With a new year comes new resolutions. Perhaps you’re going to eat healthier, hit the gym more, spend more time with grandma, read one book a month, the list can go on and on. What most people don’t consider are the resolutions to keep their finances in check because…well…it’s not the first thing on their minds. Eating healthier and exercising more tend to be considered as “more important.” While those two resolutions certainly have their merit, we believe having a healthy financial plan is paramount.
In today’s post, we are going to provide 5 tips for starting your year off on the right financial foot!
Financial Resolutions for the New Year - Infographic
Tip #1 – Have a Budget
How many of you reading this actually have a budget, one that you stick to? If you’re one of the few who can’t live without one, good for you! But, for many of us, having and maintaining a budget is quite a task. The good news is, it doesn’t have to be!
Today, many financial institutions offer budgeting tools within their online software. Coastal has partnered with Accel Members Financial Management to offer BudgetSmart’s customizable software tool so that the hard work of creating a budget is already done for you.
There are other tools out there, like Mint and Quicken, or you can just use a simple Microsoft Excel spreadsheet. Excel even offers templates you can customize for your budgeting needs. Either way, make sure you create and keep a budget. That should be your first priority!
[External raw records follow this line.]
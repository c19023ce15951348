//! Configuration for bucket access, monitoring and transfers
//!
//! Loaded from TOML, with `BUCKET_WATCH_*` environment variables taking
//! precedence for the tunables.

use crate::error::{BucketError, BucketResult};
use serde::{Deserialize, Serialize};
use std::path::{Path, PathBuf};
use std::time::Duration;

/// Smallest part size S3 accepts for every part but the last (5 MiB)
pub const MIN_CHUNK_SIZE: usize = 5 * 1024 * 1024;

/// Main configuration
#[derive(Debug, Clone, Serialize, Deserialize)]
#[serde(default)]
pub struct BucketConfig {
    /// Object store backend
    pub store_type: StoreType,
    /// Root directory (for LocalFs store)
    pub local_path: Option<PathBuf>,
    /// S3 configuration (for S3 store)
    #[cfg(feature = "s3")]
    pub s3: Option<S3Config>,
    /// Change monitor settings
    pub monitor: MonitorConfig,
    /// Transfer settings
    pub transfer: TransferConfig,
}

impl Default for BucketConfig {
    fn default() -> Self {
        BucketConfig {
            store_type: StoreType::InMemory,
            local_path: None,
            #[cfg(feature = "s3")]
            s3: None,
            monitor: MonitorConfig::default(),
            transfer: TransferConfig::default(),
        }
    }
}

impl BucketConfig {
    /// Create config for a local directory bucket
    pub fn local(path: PathBuf) -> Self {
        BucketConfig {
            store_type: StoreType::LocalFs,
            local_path: Some(path),
            ..Self::default()
        }
    }

    /// Create config for testing (in-memory, fast polling)
    pub fn test() -> Self {
        BucketConfig {
            monitor: MonitorConfig::test(),
            ..Self::default()
        }
    }

    /// Parse a TOML document
    pub fn from_toml_str(s: &str) -> BucketResult<Self> {
        toml::from_str(s).map_err(|e| BucketError::Config(e.to_string()))
    }

    /// Read and parse a TOML file
    pub fn from_file(path: &Path) -> BucketResult<Self> {
        let text = std::fs::read_to_string(path)
            .map_err(|e| BucketError::Config(format!("{}: {}", path.display(), e)))?;
        Self::from_toml_str(&text)
    }

    /// Apply `BUCKET_WATCH_*` environment overrides
    pub fn with_env_overrides(mut self) -> BucketResult<Self> {
        if let Some(ms) = env_number("BUCKET_WATCH_POLL_INTERVAL_MS")? {
            self.monitor.poll_interval = Duration::from_millis(ms);
        }
        if let Some(ms) = env_number("BUCKET_WATCH_ERROR_BACKOFF_MS")? {
            self.monitor.error_backoff = Duration::from_millis(ms);
        }
        if let Some(size) = env_number("BUCKET_WATCH_CHUNK_SIZE")? {
            self.transfer.chunk_size = size as usize;
        }
        if let Ok(prefix) = std::env::var("BUCKET_WATCH_PREFIX") {
            self.monitor.prefix = prefix;
        }
        Ok(self)
    }

    /// Reject settings the store or the monitor cannot work with
    pub fn validate(&self) -> BucketResult<()> {
        if self.monitor.poll_interval.is_zero() {
            return Err(BucketError::Config("poll_interval must be non-zero".to_string()));
        }
        if self.transfer.chunk_size < MIN_CHUNK_SIZE {
            return Err(BucketError::Config(format!(
                "chunk_size {} is below the multipart minimum of {} bytes",
                self.transfer.chunk_size, MIN_CHUNK_SIZE
            )));
        }
        match self.store_type {
            StoreType::InMemory => {}
            StoreType::LocalFs if self.local_path.is_none() => {
                return Err(BucketError::Config(
                    "local_path is required for the LocalFs store".to_string(),
                ));
            }
            StoreType::LocalFs => {}
            #[cfg(feature = "s3")]
            StoreType::S3 if self.s3.is_none() => {
                return Err(BucketError::Config(
                    "an [s3] section is required for the S3 store".to_string(),
                ));
            }
            #[cfg(feature = "s3")]
            StoreType::S3 => {}
        }
        Ok(())
    }
}

fn env_number(name: &str) -> BucketResult<Option<u64>> {
    match std::env::var(name) {
        Ok(v) => v
            .trim()
            .parse()
            .map(Some)
            .map_err(|_| BucketError::Config(format!("{} must be a number, got {:?}", name, v))),
        Err(_) => Ok(None),
    }
}

/// Type of object store backend
#[derive(Debug, Clone, Copy, PartialEq, Eq, Serialize, Deserialize)]
pub enum StoreType {
    /// In-memory store (for tests)
    InMemory,
    /// Local filesystem
    LocalFs,
    /// Amazon S3 or compatible
    #[cfg(feature = "s3")]
    S3,
}

/// S3 configuration
#[cfg(feature = "s3")]
#[derive(Debug, Clone, Serialize, Deserialize)]
pub struct S3Config {
    /// S3 bucket name
    pub bucket: String,
    /// Key prefix within bucket
    #[serde(default)]
    pub prefix: String,
    /// AWS region
    pub region: String,
    /// Custom endpoint (for S3-compatible services like MinIO)
    pub endpoint: Option<String>,
}

/// Change monitor configuration
#[derive(Debug, Clone, Serialize, Deserialize)]
#[serde(default)]
pub struct MonitorConfig {
    /// Sleep between poll cycles (default: 5s)
    #[serde(with = "duration_millis")]
    pub poll_interval: Duration,
    /// Sleep after a failed listing (default: 30s)
    #[serde(with = "duration_millis")]
    pub error_backoff: Duration,
    /// Only watch keys under this prefix (default: whole bucket)
    pub prefix: String,
}

impl Default for MonitorConfig {
    fn default() -> Self {
        MonitorConfig {
            poll_interval: Duration::from_secs(5),
            error_backoff: Duration::from_secs(30),
            prefix: String::new(),
        }
    }
}

impl MonitorConfig {
    /// Configuration for tests (fast polling, short backoff)
    pub fn test() -> Self {
        MonitorConfig {
            poll_interval: Duration::from_millis(50),
            error_backoff: Duration::from_millis(200),
            prefix: String::new(),
        }
    }
}

/// Transfer configuration
#[derive(Debug, Clone, Serialize, Deserialize)]
#[serde(default)]
pub struct TransferConfig {
    /// Multipart chunk size in bytes (default: 5 MiB)
    pub chunk_size: usize,
}

impl Default for TransferConfig {
    fn default() -> Self {
        TransferConfig {
            chunk_size: MIN_CHUNK_SIZE,
        }
    }
}

/// Serde helper for Duration as milliseconds
mod duration_millis {
    use serde::{Deserialize, Deserializer, Serialize, Serializer};
    use std::time::Duration;

    pub fn serialize<S>(duration: &Duration, serializer: S) -> Result<S::Ok, S::Error>
    where
        S: Serializer,
    {
        (duration.as_millis() as u64).serialize(serializer)
    }

    pub fn deserialize<'de, D>(deserializer: D) -> Result<Duration, D::Error>
    where
        D: Deserializer<'de>,
    {
        let millis = u64::deserialize(deserializer)?;
        Ok(Duration::from_millis(millis))
    }
}

#[cfg(test)]
mod tests {
    use super::*;

    #[test]
    fn test_default_config() {
        let config = BucketConfig::default();
        assert_eq!(config.store_type, StoreType::InMemory);
        assert_eq!(config.monitor.poll_interval, Duration::from_secs(5));
        assert_eq!(config.monitor.error_backoff, Duration::from_secs(30));
        assert_eq!(config.transfer.chunk_size, 5_242_880);
        assert!(config.validate().is_ok());
    }

    #[test]
    fn test_monitor_config_serialization() {
        let config = MonitorConfig::default();
        let json = serde_json::to_string(&config).unwrap();
        let parsed: MonitorConfig = serde_json::from_str(&json).unwrap();
        assert_eq!(config.poll_interval, parsed.poll_interval);
        assert_eq!(config.error_backoff, parsed.error_backoff);
    }

    #[test]
    fn test_from_toml() {
        let config = BucketConfig::from_toml_str(
            r#"
            store_type = "LocalFs"
            local_path = "/tmp/bucket"

            [monitor]
            poll_interval = 1000
            prefix = "incoming/"
            "#,
        )
        .unwrap();

        assert_eq!(config.store_type, StoreType::LocalFs);
        assert_eq!(config.local_path, Some(PathBuf::from("/tmp/bucket")));
        assert_eq!(config.monitor.poll_interval, Duration::from_secs(1));
        // Unset fields keep their defaults
        assert_eq!(config.monitor.error_backoff, Duration::from_secs(30));
        assert_eq!(config.monitor.prefix, "incoming/");
        assert_eq!(config.transfer.chunk_size, MIN_CHUNK_SIZE);
    }

    #[test]
    fn test_bad_toml_is_config_error() {
        let err = BucketConfig::from_toml_str("store_type = 42").unwrap_err();
        assert!(matches!(err, BucketError::Config(_)));
    }

    #[test]
    fn test_validate_rejects_small_chunks() {
        let mut config = BucketConfig::test();
        config.transfer.chunk_size = 1024;
        assert!(matches!(config.validate(), Err(BucketError::Config(_))));
    }

    #[test]
    fn test_validate_rejects_zero_interval() {
        let mut config = BucketConfig::test();
        config.monitor.poll_interval = Duration::ZERO;
        assert!(config.validate().is_err());
    }

    #[test]
    fn test_local_config() {
        let config = BucketConfig::local(PathBuf::from("/tmp/bucket"));
        assert_eq!(config.store_type, StoreType::LocalFs);
        assert!(config.validate().is_ok());

        let missing = BucketConfig {
            local_path: None,
            ..config
        };
        assert!(missing.validate().is_err());
    }

    #[test]
    fn test_env_overrides() {
        std::env::set_var("BUCKET_WATCH_POLL_INTERVAL_MS", "250");
        std::env::set_var("BUCKET_WATCH_PREFIX", "uploads/");
        let config = BucketConfig::default().with_env_overrides().unwrap();
        std::env::remove_var("BUCKET_WATCH_POLL_INTERVAL_MS");
        std::env::remove_var("BUCKET_WATCH_PREFIX");

        assert_eq!(config.monitor.poll_interval, Duration::from_millis(250));
        assert_eq!(config.monitor.prefix, "uploads/");
    }
}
Tip #2 – Start and/or Maintain Your Emergency Fund
Many people don't realize the importance of having an emergency fund. The thing is – you need one. We all do. While having an emergency fund is normally thought of as a short-term goal, it has long-term benefits.
If you don’t have an emergency fund, just start by putting as much away as you can per month until you build up the fund. If you don't know where to begin when it comes to bulding an emergency fund, don't worry! Coastal's Save for a Rainy Day Calculator can help you determine just how much you need to save to ensure that you have a secure emergency fund.
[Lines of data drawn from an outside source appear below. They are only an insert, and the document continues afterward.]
//! The volume superblock: a fixed 8-byte header at offset zero of every data
//! file, optionally followed by an opaque extension blob.
//!
//! Layout:
//!
//! ```text
//! byte 0      needle format version
//! byte 1      replica placement
//! bytes 2..4  volume TTL
//! bytes 4..6  compaction revision, little-endian
//! bytes 6..8  extension length, little-endian
//! bytes 8..   extension (opaque to the engine)
//! ```

use std::fmt;

use serde::{Deserialize, Serialize};

use crate::error::{CoreError, CoreResult};
use crate::types::VolumeId;
use silo_needle::{Ttl, Version};

/// Size of the fixed superblock header in bytes.
pub const SUPER_BLOCK_SIZE: usize = 8;

/// Replica placement policy, one byte on disk.
///
/// Each digit counts *extra* copies: on other servers in the same rack, on
/// other racks in the same data center, and in other data centers. `000`
/// means a single copy.
#[derive(Debug, Clone, Copy, PartialEq, Eq, Default, Serialize, Deserialize)]
pub struct ReplicaPlacement {
    /// Extra copies on other servers within the same rack.
    pub same_rack_count: u8,
    /// Extra copies on other racks within the same data center.
    pub diff_rack_count: u8,
    /// Extra copies in other data centers.
    pub diff_data_center_count: u8,
}

impl ReplicaPlacement {
    /// Decodes the placement from its packed byte: `100*dc + 10*rack + server`.
    #[must_use]
    pub const fn from_byte(b: u8) -> Self {
        Self {
            diff_data_center_count: b / 100,
            diff_rack_count: b / 10 % 10,
            same_rack_count: b % 10,
        }
    }

    /// Encodes the placement to its packed byte.
    #[must_use]
    pub const fn as_byte(self) -> u8 {
        self.diff_data_center_count * 100 + self.diff_rack_count * 10 + self.same_rack_count
    }

    /// Total number of copies, including the original.
    #[must_use]
    pub const fn copy_count(self) -> u8 {
        self.diff_data_center_count + self.diff_rack_count + self.same_rack_count + 1
    }
}

impl fmt::Display for ReplicaPlacement {
    fn fmt(&self, f: &mut fmt::Formatter<'_>) -> fmt::Result {
        write!(
            f,
            "{}{}{}",
            self.diff_data_center_count, self.diff_rack_count, self.same_rack_count
        )
    }
}

/// Parsed superblock of a volume data file.
#[derive(Debug, Clone, PartialEq, Eq)]
pub struct SuperBlock {
    /// Needle format version used throughout the volume.
    pub version: Version,
    /// Replica placement policy.
    pub replica_placement: ReplicaPlacement,
    /// Volume-wide TTL inherited by needles appended without one.
    pub ttl: Ttl,
    /// Number of completed compactions.
    pub compact_revision: u16,
    /// Opaque extension blob; the engine round-trips it untouched.
    pub extension: Vec<u8>,
}

impl Default for SuperBlock {
    fn default() -> Self {
        Self {
            version: Version::CURRENT,
            replica_placement: ReplicaPlacement::default(),
            ttl: Ttl::EMPTY,
            compact_revision: 0,
            extension: Vec::new(),
        }
    }
}

impl SuperBlock {
    /// Creates a superblock for a new volume.
    #[must_use]
    pub fn new(replica_placement: ReplicaPlacement, ttl: Ttl) -> Self {
        Self {
            replica_placement,
            ttl,
            ..Self::default()
        }
    }

    /// Total on-disk size: fixed header plus extension.
    #[must_use]
    pub fn block_size(&self) -> u64 {
        (SUPER_BLOCK_SIZE + self.extension.len()) as u64
    }

    /// Serializes the superblock, header and extension.
    #[must_use]
    pub fn to_bytes(&self) -> Vec<u8> {
        let mut buf = Vec::with_capacity(SUPER_BLOCK_SIZE + self.extension.len());
        buf.push(self.version.as_byte());
        buf.push(self.replica_placement.as_byte());
        buf.extend_from_slice(&self.ttl.to_bytes());
        buf.extend_from_slice(&self.compact_revision.to_le_bytes());
        buf.extend_from_slice(&(self.extension.len() as u16).to_le_bytes());
        buf.extend_from_slice(&self.extension);
        buf
    }

    /// Parses a superblock from the head of a data file.
    ///
    /// `bytes` must start at offset zero and cover the header plus any
    /// extension the header declares.
    pub fn parse(volume_id: VolumeId, bytes: &[u8]) -> CoreResult<Self> {
        if bytes.len() < SUPER_BLOCK_SIZE {
            return Err(CoreError::corrupt(
                volume_id,
                0,
                format!("superblock truncated: {} bytes", bytes.len()),
            ));
        }
        let version = Version::from_byte(bytes[0]).map_err(|_| {
            CoreError::corrupt(volume_id, 0, format!("unknown needle version {}", bytes[0]))
        })?;
        let replica_placement = ReplicaPlacement::from_byte(bytes[1]);
        let ttl = Ttl::from_bytes([bytes[2], bytes[3]]);
        let compact_revision = u16::from_le_bytes([bytes[4], bytes[5]]);
        let extension_len = u16::from_le_bytes([bytes[6], bytes[7]]) as usize;
        if bytes.len() < SUPER_BLOCK_SIZE + extension_len {
            return Err(CoreError::corrupt(
                volume_id,
                0,
                format!(
                    "superblock extension truncated: need {extension_len} bytes, have {}",
                    bytes.len() - SUPER_BLOCK_SIZE
                ),
            ));
        }
        let extension = bytes[SUPER_BLOCK_SIZE..SUPER_BLOCK_SIZE + extension_len].to_vec();
        Ok(Self {
            version,
            replica_placement,
            ttl,
            compact_revision,
            extension,
        })
    }
}

/// Reads and parses the superblock from the head of a data backend.
pub fn read_super_block(
    volume_id: VolumeId,
    backend: &dyn silo_storage::StorageBackend,
) -> CoreResult<SuperBlock> {
    let total = backend.size()?;
    if total < SUPER_BLOCK_SIZE as u64 {
        return Err(CoreError::corrupt(
            volume_id,
            0,
            format!("data file too small for a superblock: {total} bytes"),
        ));
    }
    let head = backend.read_at(0, SUPER_BLOCK_SIZE)?;
    let extension_len = u16::from_le_bytes([head[6], head[7]]) as usize;
    if extension_len == 0 {
        return SuperBlock::parse(volume_id, &head);
    }
    let full = backend.read_at(0, SUPER_BLOCK_SIZE + extension_len)?;
    SuperBlock::parse(volume_id, &full)
}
Try Our Save For A Rainy Day Calculator
Tip #3 – Re-Assess Your Retirement Plans/Goals
January is a good month to take a look at your current retirement plan and to make changes that could maximize your earnings to achieve your goals. If that means you increase your 401(k) contribution by 1%, convert your existing Traditional IRA to a Roth IRA, or something else altogether, the important thing is you’re adjusting or re-adjusting your strategy to increase the likelihood you’ll have more saved for retirement…or better yet, for retiring early!
2020 has turned out to be the year of uncertainty, especially after the market volatility surrounding the COVID-19 coronavirus pandemic that began in early March. You can count on market swings to challenge your patience as an investor but neither the ups nor the downs last forever, even if they feel as though they will. There are tactics you should consider, such as dollar-cost averaging, to help manage risk, smooth out investment returns, and improve the potential performance of your portfolio over the long run. They can also help reduce your reaction to act emotionally during periods of market volatility.
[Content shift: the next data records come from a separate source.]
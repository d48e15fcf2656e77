//! Explicit backend registry.
//!
//! The registry maps a backend name to a factory that creates backends for
//! concrete paths. It is constructed once at process startup and passed to
//! whatever component needs to instantiate a backend - there is no implicit
//! global list of backends.

use crate::backend::StorageBackend;
use crate::error::{StorageError, StorageResult};
use crate::file::FileBackend;
use crate::memory::InMemoryBackend;
use std::collections::HashMap;
use std::path::Path;

/// Factory that creates a storage backend for a given path.
pub type BackendFactory =
    Box<dyn Fn(&Path) -> StorageResult<Box<dyn StorageBackend>> + Send + Sync>;

/// Registry mapping backend names to factories.
///
/// # Example
///
/// ```rust
/// use silo_storage::BackendRegistry;
/// use std::path::Path;
///
/// let registry = BackendRegistry::with_defaults();
/// let backend = registry.create("memory", Path::new("ignored")).unwrap();
/// assert_eq!(backend.size().unwrap(), 0);
/// ```
pub struct BackendRegistry {
    factories: HashMap<String, BackendFactory>,
}

impl BackendRegistry {
    /// Creates an empty registry.
    #[must_use]
    pub fn new() -> Self {
        Self {
            factories: HashMap::new(),
        }
    }

    /// Creates a registry with the built-in `file` and `memory` backends.
    #[must_use]
    pub fn with_defaults() -> Self {
        let mut registry = Self::new();
        registry.register("file", |path| {
            Ok(Box::new(FileBackend::open(path)?) as Box<dyn StorageBackend>)
        });
        registry.register("memory", |_path| {
            Ok(Box::new(InMemoryBackend::new()) as Box<dyn StorageBackend>)
        });
        registry
    }

    /// Registers a factory under `name`, replacing any existing entry.
    pub fn register<F>(&mut self, name: &str, factory: F)
    where
        F: Fn(&Path) -> StorageResult<Box<dyn StorageBackend>> + Send + Sync + 'static,
    {
        self.factories.insert(name.to_string(), Box::new(factory));
    }

    /// Creates a backend by name for the given path.
    ///
    /// # Errors
    ///
    /// Returns [`StorageError::UnknownBackend`] if no factory is registered
    /// under `name`, or the factory's error if creation fails.
    pub fn create(&self, name: &str, path: &Path) -> StorageResult<Box<dyn StorageBackend>> {
        let factory = self
            .factories
            .get(name)
            .ok_or_else(|| StorageError::UnknownBackend(name.to_string()))?;
        factory(path)
    }

    /// Returns whether a factory is registered under `name`.
    #[must_use]
    pub fn contains(&self, name: &str) -> bool {
        self.factories.contains_key(name)
    }
}

impl Default for BackendRegistry {
    fn default() -> Self {
        Self::with_defaults()
    }
}

impl std::fmt::Debug for BackendRegistry {
    fn fmt(&self, f: &mut std::fmt::Formatter<'_>) -> std::fmt::Result {
        f.debug_struct("BackendRegistry")
            .field("backends", &self.factories.keys().collect::<Vec<_>>())
            .finish()
    }
}

#[cfg(test)]
mod tests {
    use super::*;
    use tempfile::tempdir;

    #[test]
    fn defaults_contain_file_and_memory() {
        let registry = BackendRegistry::with_defaults();
        assert!(registry.contains("file"));
        assert!(registry.contains("memory"));
        assert!(!registry.contains("nvme"));
    }

    #[test]
    fn unknown_backend_fails() {
        let registry = BackendRegistry::new();
        let result = registry.create("file", Path::new("x"));
        assert!(matches!(result, Err(StorageError::UnknownBackend(_))));
    }

    #[test]
    fn create_file_backend() {
        let registry = BackendRegistry::with_defaults();
        let dir = tempdir().unwrap();
        let path = dir.path().join("reg.dat");

        let mut backend = registry.create("file", &path).unwrap();
        backend.append(b"abc").unwrap();
        assert!(path.exists());
    }

    #[test]
    fn custom_factory() {
        let mut registry = BackendRegistry::new();
        registry.register("mem2", |_| Ok(Box::new(InMemoryBackend::new())));

        let backend = registry.create("mem2", Path::new("ignored")).unwrap();
        assert_eq!(backend.size().unwrap(), 0);
    }
}
//! Rate limiting for bulk file copies.

use std::time::{Duration, Instant};

/// Token-bucket style throttler for streaming copies.
///
/// The caller reports each chunk it moved; the throttler sleeps whenever the
/// observed rate runs ahead of the configured one. A rate of zero disables
/// throttling entirely.
#[derive(Debug)]
pub struct WriteThrottler {
    bytes_per_second: u64,
    started: Instant,
    moved: u64,
}

impl WriteThrottler {
    /// Creates a throttler for the given rate; zero means unthrottled.
    #[must_use]
    pub fn new(bytes_per_second: u64) -> Self {
        Self {
            bytes_per_second,
            started: Instant::now(),
            moved: 0,
        }
    }

    /// Whether this throttler limits anything.
    #[must_use]
    pub fn is_enabled(&self) -> bool {
        self.bytes_per_second > 0
    }

    /// Accounts for `bytes` just moved and sleeps if ahead of the rate.
    pub fn throttle(&mut self, bytes: u64) {
        if self.bytes_per_second == 0 {
            return;
        }
        self.moved += bytes;
        let expected = Duration::from_secs_f64(self.moved as f64 / self.bytes_per_second as f64);
        let elapsed = self.started.elapsed();
        if expected > elapsed {
            std::thread::sleep(expected - elapsed);
        }
    }
}

#[cfg(test)]
mod tests {
    use super::*;

    #[test]
    fn disabled_throttler_never_sleeps() {
        let mut throttler = WriteThrottler::new(0);
        let start = Instant::now();
        throttler.throttle(u64::MAX / 2);
        assert!(!throttler.is_enabled());
        assert!(start.elapsed() < Duration::from_millis(50));
    }

    #[test]
    fn throttler_paces_to_the_configured_rate() {
        // 1 MiB/s, moving 100 KiB should take at least ~90ms.
        let mut throttler = WriteThrottler::new(1024 * 1024);
        let start = Instant::now();
        throttler.throttle(100 * 1024);
        assert!(throttler.is_enabled());
        assert!(start.elapsed() >= Duration::from_millis(90));
    }
}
Whether you are just getting started, or you already have an established retirement plan, Coastal's Retirement Planning Program can help you along your retirement planning journey. Work with one of our CFS* Financial Advisors to develop a personalized retirement plan that aligns with your values and goals for the future.
Learn More About Connecting With An Advisor
Tip #4 – Implement a Plan to Get Out of Debt….Faster
Most of us carry some kind of debt – credit card, mortgage, and car loans, even loans from your parents or grandparents. As you’re creating your budget, include line items that reflect that debt. Perhaps start a savings account specific to paying down debt. Also, whatever “extra” cash you expect to get throughout the year (i.e. bonuses, Birthday money/gifts, etc.), put that money toward paying down your debt.
While it’s more fun to spend, you’ll thank yourself because getting out of debt really is a beautiful thing.
Try Our Meet a Debt Payoff Goal Calculator
Tip #5 – Have a Plan for Rewarding Yourself for Reaching Your Financial Goals for the Year
Seriously, why do all this work without reaping a reward or two? Come up with a rewards plan as a way to celebrate when you meet your financial goals for the year. For instance, say your goal is to pay off your school loan by September. While you are paying it off, put some money in another savings account each week towards whatever your reward is. Whether you choose to reward yourself with a weekend away without the kids, a day at the spa or those shoes you’ve had your eye on, you will have earned it!